> [Task description]: Within the entries below, find every line that has the string "mutable", then copy it.

> [Recorded information]:
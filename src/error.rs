//! Error types for the engine and the learner's storage.

use thiserror::Error;

use crate::game::Phase;

/// Why a transition was refused.
///
/// Transitions never fail outright: a refused call returns the state unchanged
/// apart from a log entry carrying this message.
#[derive(Debug, Clone, PartialEq, Eq, Error)]
pub enum Rejection {
    #[error("{action} is not allowed during {phase}")]
    WrongPhase { action: &'static str, phase: Phase },
    #[error("{player} is bankrupt")]
    Bankrupt { player: String },
    #[error("{player} can't afford ${needed} (has ${cash})")]
    InsufficientFunds {
        player: String,
        needed: i64,
        cash: i64,
    },
    #[error("{player} doesn't own tile {tile}")]
    NotOwner { player: String, tile: u8 },
    #[error("tile {0} can't be owned")]
    NotOwnable(u8),
    #[error("tile {0} is already owned")]
    AlreadyOwned(u8),
    #[error("tile {0} is fully improved")]
    FullyImproved(u8),
    #[error("tile {0} is mortgaged")]
    Mortgaged(u8),
    #[error("there is no tile {0}")]
    NoSuchTile(usize),
    #[error("{player} is played by a human")]
    HumanSeat { player: String },
    #[error("{player} is still in jail ({turns} turn(s) served)")]
    StillInJail { player: String, turns: u8 },
}

/// Failures of a storage backend. The learner logs these and carries on.
#[derive(Debug, Error)]
pub enum StorageError {
    #[error("storage io: {0}")]
    Io(#[from] std::io::Error),
    #[error("storage json: {0}")]
    Json(#[from] serde_json::Error),
    #[error("storage key {0:?} is not a valid file name")]
    InvalidKey(String),
}
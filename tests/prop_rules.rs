//! Property-based tests for the random primitives and the rent rules.

use proptest::prelude::*;

use monopoly_sim::game::prng::{next_seed, rand, roll_dice, shuffle_deck};
use monopoly_sim::game::rules::{compute_rent, wrap};
use monopoly_sim::game::{BOARD, MAX_LEVEL};

proptest! {
    #![proptest_config(ProptestConfig::with_cases(2000))]

    /// Seeds advance purely.
    #[test]
    fn prop_next_seed_is_pure(seed in any::<u32>()) {
        prop_assert_eq!(next_seed(seed), next_seed(seed));
        prop_assert_eq!(rand(seed).to_bits(), rand(seed).to_bits());
    }

    /// Floats land in the unit interval.
    #[test]
    fn prop_rand_in_unit_interval(seed in any::<u32>()) {
        let r = rand(seed);
        prop_assert!((0.0..1.0).contains(&r));
    }

    /// Dice always show a face.
    #[test]
    fn prop_dice_in_range(seed in any::<u32>()) {
        let (roll, next) = roll_dice(seed);

        prop_assert!((1..=6).contains(&roll.d1));
        prop_assert!((1..=6).contains(&roll.d2));
        prop_assert_eq!(next, next_seed(next_seed(seed)));
        prop_assert_eq!(roll_dice(seed), (roll, next));
    }

    /// Any position wraps onto the board.
    #[test]
    fn prop_wrap_in_range(position in any::<i64>()) {
        let wrapped = wrap(position);

        prop_assert!(wrapped < 40);
        prop_assert_eq!(wrapped as i64, position.rem_euclid(40));
    }

    /// Shuffles are permutations.
    #[test]
    fn prop_shuffle_is_permutation(seed in any::<u32>(), len in 1u8..60) {
        let mut deck = shuffle_deck(len, seed);
        deck.sort_unstable();

        prop_assert_eq!(deck, (0..len).collect::<Vec<u8>>());
    }

    /// Mortgaged tiles collect nothing, whatever the holdings or level.
    #[test]
    fn prop_mortgaged_rent_is_zero(
        tile in 0usize..40,
        holdings in 0usize..5,
        level in 0u8..=MAX_LEVEL
    ) {
        let mut tile = BOARD[tile].clone();

        if let Some(prop) = tile.property.as_mut() {
            prop.level = level;
            prop.mortgaged = true;
        }

        prop_assert_eq!(compute_rent(&tile, holdings), 0);
    }

    /// Rent never falls below the table entry of the tile's level.
    #[test]
    fn prop_rent_at_least_table(
        tile in 0usize..40,
        holdings in 0usize..5,
        level in 0u8..=MAX_LEVEL
    ) {
        let mut tile = BOARD[tile].clone();
        let base = match tile.property.as_mut() {
            Some(prop) => {
                prop.level = level;
                prop.rents[level as usize]
            }
            None => 0,
        };
        let rent = compute_rent(&tile, holdings);

        prop_assert!(rent >= base);
        prop_assert!(rent <= base * 3 / 2);
    }
}

#[test]
fn first_street_rent_table() {
    let tile = BOARD[1].clone();

    assert_eq!(tile.property.as_ref().unwrap().rents, [2, 10, 30, 90, 160, 250]);
    assert_eq!(compute_rent(&tile, 3), 3);
    assert_eq!(compute_rent(&tile, 2), 2);
}
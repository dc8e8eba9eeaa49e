use serde::Serialize;
use std::fmt;

use super::globals::*;
use super::prng::shuffle_deck;
use crate::error::Rejection;

#[derive(Clone, Debug, PartialEq, Serialize)]
/// A snapshot of a game.
///
/// Transitions never modify a snapshot: each returns a new one. A `GameState`
/// owns all of its data, so a clone never shares anything mutable with its source.
pub struct GameState {
    /// The index of the player (from `players`) whose turn it currently is.
    pub turn: usize,
    /// The last dice roll of the current turn.
    pub dice: Option<DiceRoll>,
    /// The board, carrying live ownership and improvements.
    pub tiles: Vec<Tile>,
    /// The players playing the game.
    pub players: Vec<Player>,
    /// The shuffled event and fund decks.
    pub decks: Decks,
    /// The stage of the current turn.
    pub phase: Phase,
    /// What the current player can or must do.
    pub prompts: Prompts,
    /// The seed that the next random decision is drawn from.
    pub seed: u32,
    /// The options this game was created from.
    pub options: InitOptions,
    /// Everything that happened so far. This is only ever appended to.
    pub log: Vec<LogEntry>,
}

impl fmt::Display for GameState {
    fn fmt(&self, f: &mut fmt::Formatter<'_>) -> fmt::Result {
        let mut metadata = format!("Phase: \x1b[33m{}\x1b[0m", self.phase);

        if let Some(dice) = self.dice {
            metadata += &format!("\nDice: {} + {}", dice.d1, dice.d2);
        }

        if let Some(index) = self.prompts.landed_tile {
            metadata += &format!("\nLanded on: {}", self.tiles[index as usize].name);
        }

        let mut players_str = "".to_owned();
        for (i, player) in self.players.iter().enumerate() {
            players_str += &format!("{}", player);

            if self.turn == i {
                players_str += " < \x1b[36mto play\x1b[0m";
            }

            players_str += "\n";
        }

        write!(f, "{}\n{}", metadata, players_str)
    }
}

impl GameState {
    /*********        INITIALISATION INTERFACES        *********/

    /// Create a new game from `options`.
    pub fn new(options: InitOptions) -> GameState {
        let options = options.clamped();

        let mut state = GameState {
            turn: 0,
            dice: None,
            tiles: board(),
            players: Player::multiple_new(options.players, options.humans),
            decks: Decks {
                event: shuffle_deck(DECK_SIZE, options.seed ^ EVENT_DECK_SALT),
                fund: shuffle_deck(DECK_SIZE, options.seed ^ FUND_DECK_SALT),
            },
            phase: Phase::AwaitRoll,
            prompts: Prompts::default(),
            seed: options.seed,
            options,
            log: vec![],
        };

        state.push_log(format!(
            "New game with {} players ({} human)",
            options.players, options.humans
        ));

        state
    }

    /*********        ALIASES (FOR CONVENIENCE)        *********/

    /// The player whose turn it currently is.
    pub fn current_player(&self) -> &Player {
        &self.players[self.turn]
    }

    /// A mutable reference to the player whose turn it currently is.
    pub fn current_player_mut(&mut self) -> &mut Player {
        &mut self.players[self.turn]
    }

    /// The tile the current player is on.
    pub fn current_tile(&self) -> &Tile {
        &self.tiles[self.current_player().position as usize]
    }

    /// The tile at `index`, if there is one.
    pub fn tile(&self, index: usize) -> Result<&Tile, Rejection> {
        self.tiles.get(index).ok_or(Rejection::NoSuchTile(index))
    }

    /// The positions of the tiles owned by `player`, in board order.
    pub fn owned_tiles(&self, player: usize) -> Vec<u8> {
        self.tiles
            .iter()
            .filter(|tile| {
                tile.property
                    .as_ref()
                    .map_or(false, |prop| prop.is_owned_by(player))
            })
            .map(|tile| tile.index)
            .collect()
    }

    /*********        GAME STATUS        *********/

    /// Whether at most one player is left standing.
    pub fn is_over(&self) -> bool {
        self.players.iter().filter(|p| !p.bankrupt).count() <= 1
    }

    /// The last player standing, once the game is over.
    pub fn winner(&self) -> Option<&Player> {
        if !self.is_over() {
            return None;
        }

        self.players.iter().find(|p| !p.bankrupt)
    }

    /// The index of the player whose turn comes after the current
    /// one's, skipping bankrupt players.
    pub fn next_turn(&self) -> usize {
        let count = self.players.len();

        (1..=count)
            .map(|offset| (self.turn + offset) % count)
            .find(|&i| !self.players[i].bankrupt)
            .unwrap_or(self.turn)
    }

    /*********        HELPER FUNCTIONS        *********/

    /// Append a line to the game's log.
    pub fn push_log(&mut self, text: impl Into<String>) {
        let entry = LogEntry::now(text);
        log::debug!("{}", entry.text);
        self.log.push(entry);
    }

    /// Return a copy of `self` that only records why a transition was refused.
    pub fn absorb(&self, rejection: Rejection) -> GameState {
        log::warn!("{}", rejection);

        let mut next = self.clone();
        next.push_log(rejection.to_string());
        next
    }

    /// Return an error if the current phase isn't `expected`.
    pub(crate) fn expect_phase(&self, expected: Phase, action: &'static str) -> Result<(), Rejection> {
        if self.phase == expected {
            Ok(())
        } else {
            Err(Rejection::WrongPhase {
                action,
                phase: self.phase,
            })
        }
    }
}

#[cfg(test)]
mod tests {
    use super::*;

    fn options(players: usize, humans: usize) -> InitOptions {
        InitOptions {
            players,
            humans,
            ..InitOptions::default()
        }
    }

    #[test]
    fn init_seats_humans_first() {
        let state = GameState::new(options(5, 2));

        assert_eq!(state.players.len(), 5);
        assert_eq!(state.players.iter().filter(|p| p.is_human).count(), 2);
        assert!(state.players[0].is_human && state.players[1].is_human);
        assert!(state.players.iter().all(|p| p.cash == STARTING_CASH));
        assert!(state.players.iter().enumerate().all(|(i, p)| p.id == i));
        assert_eq!(state.phase, Phase::AwaitRoll);
        assert_eq!(state.turn, 0);
    }

    #[test]
    fn init_clamps_player_counts() {
        let state = GameState::new(options(1, 3));
        assert_eq!(state.players.len(), 2);
        assert_eq!(state.options.humans, 2);

        let state = GameState::new(options(50, 0));
        assert_eq!(state.players.len(), MAX_PLAYERS);
    }

    #[test]
    fn decks_are_shuffled_differently() {
        let state = GameState::new(options(2, 1));

        assert_eq!(state.decks.event.len(), DECK_SIZE as usize);
        assert_eq!(state.decks.fund.len(), DECK_SIZE as usize);
        assert_ne!(state.decks.event, state.decks.fund);
    }

    #[test]
    fn next_turn_skips_bankrupt_players() {
        let mut state = GameState::new(options(4, 1));
        state.players[1].bankrupt = true;
        state.players[2].bankrupt = true;

        assert_eq!(state.next_turn(), 3);

        state.turn = 3;
        assert_eq!(state.next_turn(), 0);
    }

    #[test]
    fn game_ends_with_one_player_standing() {
        let mut state = GameState::new(options(3, 1));
        assert!(!state.is_over());

        state.players[0].bankrupt = true;
        state.players[2].bankrupt = true;

        assert!(state.is_over());
        assert_eq!(state.winner().map(|p| p.id), Some(1));
    }

    #[test]
    fn absorb_only_appends_to_the_log() {
        let state = GameState::new(options(2, 1));
        let next = state.absorb(Rejection::NoSuchTile(99));

        assert_eq!(next.log.len(), state.log.len() + 1);
        assert_eq!(next.log.last().unwrap().text, "there is no tile 99");

        let mut trimmed = next.clone();
        trimmed.log.pop();
        assert_eq!(trimmed, state);
    }
}
//! Pure economic rules: rent, jail and net worth.

use super::globals::*;
use super::state::GameState;

/// Wrap any position (including negative ones) onto the board.
pub fn wrap(position: i64) -> u8 {
    position.rem_euclid(BOARD_SIZE as i64) as u8
}

/// Return the number of properties in `group` owned by `owner`.
pub fn group_holdings(tiles: &[Tile], owner: usize, group: &str) -> usize {
    tiles
        .iter()
        .filter_map(|tile| tile.property.as_ref())
        .filter(|prop| prop.group == group && prop.is_owned_by(owner))
        .count()
}

/// Return the rent charged for landing on `tile`, given how many
/// properties of the tile's group its owner holds.
pub fn compute_rent(tile: &Tile, holdings: usize) -> i64 {
    let prop = match &tile.property {
        Some(prop) => prop,
        None => return 0,
    };

    if prop.mortgaged {
        return 0;
    }

    let base = prop.rents[prop.level.min(MAX_LEVEL) as usize];

    // Monopoly bonus only applies to unimproved properties
    if holdings >= MONOPOLY_HOLDINGS && prop.level == 0 {
        (base as f64 * 1.5).floor() as i64
    } else {
        base
    }
}

/// Send a player to jail.
pub fn jail_player(player: &mut Player) {
    player.position = JAIL_POSITION;
    player.in_jail = true;
    player.jail_turns = 0;
}

/// Release a player from jail. They stay where they are.
pub fn leave_jail(player: &mut Player) {
    player.in_jail = false;
    player.jail_turns = 0;
}

/// Recompute every player's net worth and flag the players that went bankrupt.
pub fn adjust_net_worth(state: &mut GameState) {
    for player in &mut state.players {
        let holdings: i64 = state
            .tiles
            .iter()
            .filter_map(|tile| tile.property.as_ref())
            .filter(|prop| prop.is_owned_by(player.id))
            .map(|prop| prop.value())
            .sum();

        player.net_worth = player.cash + holdings;

        if player.cash < BANKRUPTCY_THRESHOLD {
            player.bankrupt = true;
        }
    }
}
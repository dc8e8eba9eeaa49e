//! Turn transitions.
//!
//! Every transition takes `&self` and returns the next snapshot. A refused
//! call returns a copy that differs only by one log entry explaining why.

use super::agent::{learner_for, Agent};
use super::globals::*;
use super::learner::Action;
use super::prng::{draw_index, roll_dice};
use super::rules::{adjust_net_worth, compute_rent, group_holdings, jail_player, leave_jail, wrap};
use super::state::GameState;
use crate::error::Rejection;
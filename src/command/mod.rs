//! Intent dispatch pipeline
//!
//! Turns classified intents into store operations and a user-facing reply:
//! Vec<Intent> -> TurnProcessor -> IntentResolver (per intent) -> OutcomeFragment -> TurnResult

pub mod executor;
pub mod outcome;
pub mod resolver;

pub use executor::TurnProcessor;
pub use outcome::{Disposition, OutcomeFragment, TurnResult};
pub use resolver::IntentResolver;
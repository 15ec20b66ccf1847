//! Assistant configuration
//!
//! Loaded from a TOML file with three sections:
//!
//! ```toml
//! [llm]
//! api_url = "https://api.anthropic.com/v1/messages"
//! model = "claude-3-haiku-20240307"
//! api_key_env = "LLM_API_KEY"
//! timeout_secs = 30
//!
//! [store]
//! backend = "sqlite"
//! path = "scheduler.db"
//! busy_timeout_ms = 5000
//!
//! [logging]
//! filter = "schedule_assistant=info"
//! ```
//!
//! Every field has a default, so an empty file (or no file) is a valid config.

use crate::core::error::{Result, ScheduleError};
use serde::{Deserialize, Serialize};
use std::fs;
use std::path::{Path, PathBuf};

/// Top-level configuration for the assistant
#[derive(Debug, Clone, Default, Serialize, Deserialize)]
#[serde(default)]
pub struct AssistantConfig {
    pub llm: LlmConfig,
    pub store: StoreConfig,
    pub logging: LoggingConfig,
}

/// Settings for the intent classifier's model endpoint
#[derive(Debug, Clone, Serialize, Deserialize)]
#[serde(default)]
pub struct LlmConfig {
    /// Completion endpoint
    ///
    /// URLs containing `anthropic.com` use the Anthropic messages format,
    /// everything else is treated as OpenAI-compatible.
    pub api_url: String,

    /// Model identifier passed through to the API
    pub model: String,

    /// Name of the environment variable holding the API key
    ///
    /// The key itself is never stored in the config file.
    pub api_key_env: String,

    /// Request timeout in seconds
    ///
    /// The core has no timeout of its own, so a hung model call would
    /// otherwise block the turn indefinitely.
    pub timeout_secs: u64,
}

impl Default for LlmConfig {
    fn default() -> Self {
        Self {
            api_url: "https://api.anthropic.com/v1/messages".into(),
            model: "claude-3-haiku-20240307".into(),
            api_key_env: "LLM_API_KEY".into(),
            timeout_secs: 30,
        }
    }
}

/// Which event store backend to open
#[derive(Debug, Clone, Copy, Default, PartialEq, Eq, Serialize, Deserialize, clap::ValueEnum)]
#[serde(rename_all = "lowercase")]
pub enum StoreBackend {
    /// Volatile store, lost on exit
    #[default]
    Memory,
    /// SQLite database file
    Sqlite,
}

/// Settings for the event store
#[derive(Debug, Clone, Serialize, Deserialize)]
#[serde(default)]
pub struct StoreConfig {
    pub backend: StoreBackend,

    /// Database file for the sqlite backend (ignored by the memory backend)
    pub path: PathBuf,

    /// How long a SQLite call waits on a locked database before failing
    pub busy_timeout_ms: u64,
}

impl Default for StoreConfig {
    fn default() -> Self {
        Self {
            backend: StoreBackend::Memory,
            path: PathBuf::from("scheduler.db"),
            busy_timeout_ms: 5000,
        }
    }
}

/// Settings for the tracing subscriber
#[derive(Debug, Clone, Serialize, Deserialize)]
#[serde(default)]
pub struct LoggingConfig {
    /// `EnvFilter` directive, overridden by `RUST_LOG` when set
    pub filter: String,
}

impl Default for LoggingConfig {
    fn default() -> Self {
        Self {
            filter: "schedule_assistant=info".into(),
        }
    }
}

impl AssistantConfig {
    /// Parse a config from TOML text
    pub fn from_toml_str(content: &str) -> Result<Self> {
        let config: AssistantConfig = toml::from_str(content)?;
        config.validate()?;
        Ok(config)
    }

    /// Load a config file from disk
    pub fn load(path: &Path) -> Result<Self> {
        let content = fs::read_to_string(path).map_err(|e| {
            ScheduleError::ConfigError(format!("Failed to read {}: {}", path.display(), e))
        })?;
        Self::from_toml_str(&content)
    }

    /// Validate configuration for internal consistency
    pub fn validate(&self) -> Result<()> {
        if self.llm.api_url.trim().is_empty() {
            return Err(ScheduleError::ConfigError("llm.api_url must not be empty".into()));
        }

        if self.llm.api_key_env.trim().is_empty() {
            return Err(ScheduleError::ConfigError(
                "llm.api_key_env must name an environment variable".into(),
            ));
        }

        if self.llm.timeout_secs == 0 {
            return Err(ScheduleError::ConfigError(
                "llm.timeout_secs must be positive".into(),
            ));
        }

        if self.store.backend == StoreBackend::Sqlite && self.store.path.as_os_str().is_empty() {
            return Err(ScheduleError::ConfigError(
                "store.path is required for the sqlite backend".into(),
            ));
        }

        Ok(())
    }
}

> [Your solution]:
/// owns all of its data, so a clone never shares anything mutable with its source.
    /// A mutable reference to the player whose turn it currently is.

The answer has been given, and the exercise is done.